Lawrence Summers, who is perhaps the second economist-statesman associated with supposedly blind trust in the markets, is equally aware of their limitations. In a document co-authored nearly three decades ago, shortly after Wall Street had dropped 23% in a single terrifying day, Summers declared that the "efficient markets" hypothesis had collapsed with the remainder of the market on October 19, 1987 ". Summers has helped to create an idea that has become a pillar of the anti-efficiency market vision: there are limits to arbitrage, which means that smart traders can never correct price inefficiencies in the marketplace. presumed level by previous theorists.

In short, blaming the financial crisis on the naivety of key policymakers such as Greenspan and Summers is unjust and unfounded. What is emerging is that this myth is also dangerous.

The myth diverts attention from the fact that political constraints, not intellectual failures, have prevented policymakers from curbing the housing habit. Nobody remembers that in 2001, the Greenspan Fed had banned the most abusive subprime mortgages, for the good reason that the ban had been bypassed. But why was he bypassed? The answer is that the capture of Congress by financial lobbies ensured the balkanization of regulation into an alphabetic soup of agencies, many of them being underfunded and ineffective. Non-bank mortgage lenders, for example, were placed under the authority of the Federal Trade Commission, which had no resources to carry out preventive supervision. It is no wonder that industry-leading practices have become glaring or that non-banking activities continue to dominate current mortgage activity.

This is not an isolated example either. The Greenspan Fed also tried to force more capital into the banks it oversaw, but it soon realized that it would lead to taking risks in various "shadow banks" that were beyond its control . Greenspan has also advocated for stricter regulation of the Federal Mortgage Association and the Federal Home Loan Mortgage Corporation (aka Fannie Mae and Freddie Mac), the giants of government-backed mortgage loans. Fannie's lobbyists fought back with a television advertisement warning Congress not to support the Greenspan plan. That buried him.

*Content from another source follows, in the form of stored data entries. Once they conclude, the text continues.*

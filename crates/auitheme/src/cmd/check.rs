use serde::Serialize;

use auitheme_project::{
    decode_with_config, describe_layout_with_config, read_project_bytes, DanglingReference,
};
use auitheme_section::LoadConfig;

use crate::cmd::CheckArgs;
use crate::exit::{project_error, CliResult, DATA_INVALID, SUCCESS};
use crate::output::{new_table, stats_summary, OutputFormat, StatsOutput};

#[derive(Serialize)]
struct CheckOutput {
    ok: bool,
    well_formed: bool,
    trailing_bytes: usize,
    stats: StatsOutput,
    dangling: Vec<DanglingReference>,
}

pub fn run(args: CheckArgs, format: OutputFormat, load: &LoadConfig) -> CliResult<i32> {
    let bytes =
        read_project_bytes(&args.path, load).map_err(|err| project_error("load failed", err))?;
    let layout = describe_layout_with_config(&bytes, load);
    let (project, stats) = decode_with_config(&bytes, load);
    let dangling = project.validate();

    let ok = layout.is_well_formed() && stats.is_clean() && dangling.is_empty();
    if !ok {
        tracing::warn!(
            path = %args.path.display(),
            well_formed = layout.is_well_formed(),
            dangling = dangling.len(),
            "project check failed"
        );
    }

    match format {
        OutputFormat::Json => {
            let out = CheckOutput {
                ok,
                well_formed: layout.is_well_formed(),
                trailing_bytes: layout.trailing_bytes,
                stats: stats.into(),
                dangling,
            };
            crate::output::print_json(&out);
        }
        OutputFormat::Table | OutputFormat::Pretty => {
            println!("Framing: {}", if layout.is_well_formed() { "ok" } else { "damaged" });
            if layout.trailing_bytes > 0 {
                println!("Trailing bytes: {}", layout.trailing_bytes);
            }
            println!("Read: {}", stats_summary(&stats));
            if dangling.is_empty() {
                println!("References: ok");
            } else {
                let mut table = new_table(vec!["Kind", "Index", "Field", "Target", "Value"]);
                for reference in &dangling {
                    table.add_row(vec![
                        reference.kind.name().to_string(),
                        reference.index.to_string(),
                        reference.field.clone(),
                        reference.target.to_string(),
                        reference.value.to_string(),
                    ]);
                }
                println!("Dangling references: {}", dangling.len());
                println!("{table}");
            }
        }
    }

    Ok(if ok { SUCCESS } else { DATA_INVALID })
}
use serde::Serialize;

use auitheme_project::{ProjectFile, TemplateKind};
use auitheme_section::LoadConfig;

use crate::cmd::InfoArgs;
use crate::exit::{project_error, CliResult, SUCCESS};
use crate::output::{new_table, stats_summary, OutputFormat, StatsOutput};

#[derive(Serialize)]
struct KindCount {
    kind: TemplateKind,
    count: usize,
}

#[derive(Serialize)]
struct InfoOutput {
    name: String,
    path: String,
    asset_directory: String,
    asset_root: String,
    records: usize,
    collections: Vec<KindCount>,
    stats: StatsOutput,
}

pub fn run(args: InfoArgs, format: OutputFormat, load: &LoadConfig) -> CliResult<i32> {
    let (file, stats) = ProjectFile::load_with_stats(&args.path, load)
        .map_err(|err| project_error("load failed", err))?;
    let project = file.project();

    let collections: Vec<KindCount> = TemplateKind::ALL
        .iter()
        .map(|&kind| KindCount {
            kind,
            count: project.len(kind),
        })
        .collect();

    match format {
        OutputFormat::Json => {
            let out = InfoOutput {
                name: file.name().to_string(),
                path: file.path().display().to_string(),
                asset_directory: project.asset_directory.clone(),
                asset_root: file.asset_root().display().to_string(),
                records: project.record_count(),
                collections,
                stats: stats.into(),
            };
            crate::output::print_json(&out);
        }
        OutputFormat::Table => {
            let mut table = new_table(vec!["Collection", "Records"]);
            for entry in &collections {
                table.add_row(vec![entry.kind.name().to_string(), entry.count.to_string()]);
            }
            println!("{} ({})", file.name(), file.path().display());
            println!("Assets: {}", file.asset_root().display());
            println!("{table}");
            println!("Read: {}", stats_summary(&stats));
        }
        OutputFormat::Pretty => {
            println!("Project: {}", file.name());
            println!("  Path: {}", file.path().display());
            println!("  Asset directory: {}", file.asset_root().display());
            println!("  Records: {}", project.record_count());
            for entry in collections.iter().filter(|e| e.count > 0) {
                println!("    {}: {}", entry.kind, entry.count);
            }
            println!("  Read: {}", stats_summary(&stats));
        }
    }

    Ok(SUCCESS)
}
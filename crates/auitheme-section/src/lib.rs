//! Length-prefixed, nested section framing for auitheme project files.
//!
//! A stream is a sequence of primitives and sections. Every section is:
//! - A 4-byte little-endian payload length
//! - The payload itself, which may contain further sections
//!
//! Writing goes through [`SectionWriter`], which keeps a stack of open
//! sections and patches each length prefix when the section closes. Reading
//! goes through [`SectionReader`], a bounded view with its own cursor. Reads
//! never leave the view: short input decodes to default values and is
//! counted in [`ReadStats`] instead of failing.

pub mod codec;
pub mod config;
pub mod error;
pub mod reader;
pub mod writer;

pub use codec::{Decode, Encode, LENGTH_PREFIX_SIZE, MAX_SECTION_LEN};
pub use config::{LoadConfig, DEFAULT_MAX_FILE_SIZE, DEFAULT_MAX_RECORDS};
pub use error::{Result, SectionError};
pub use reader::{ReadStats, SectionReader, Sections};
pub use writer::{SectionGuard, SectionWriter};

The important lesson of the crisis is not that the markets are fallible, which every thoughtful person already knew. It is that the essential regulations – the kind that Greenspan's anti-regulation law was said to favor – are blocked by fractured government machinery and rapacious lobbies. Even today, the financial system has several controllers before several congressional committees, because this multiplication creates additional opportunities for lawmakers to extract contributions to the campaign.

Large government grants still encourage Americans to take large mortgages; Fannie Mae and Freddie Mac are still working, despite endless discussions about their separation. And although post-2008 regulations ensure better capitalization of banks, lobbyists oppose. Only a decade after the bankruptcy of Lehman put the global economy on its knees, the Trump administration listens to them.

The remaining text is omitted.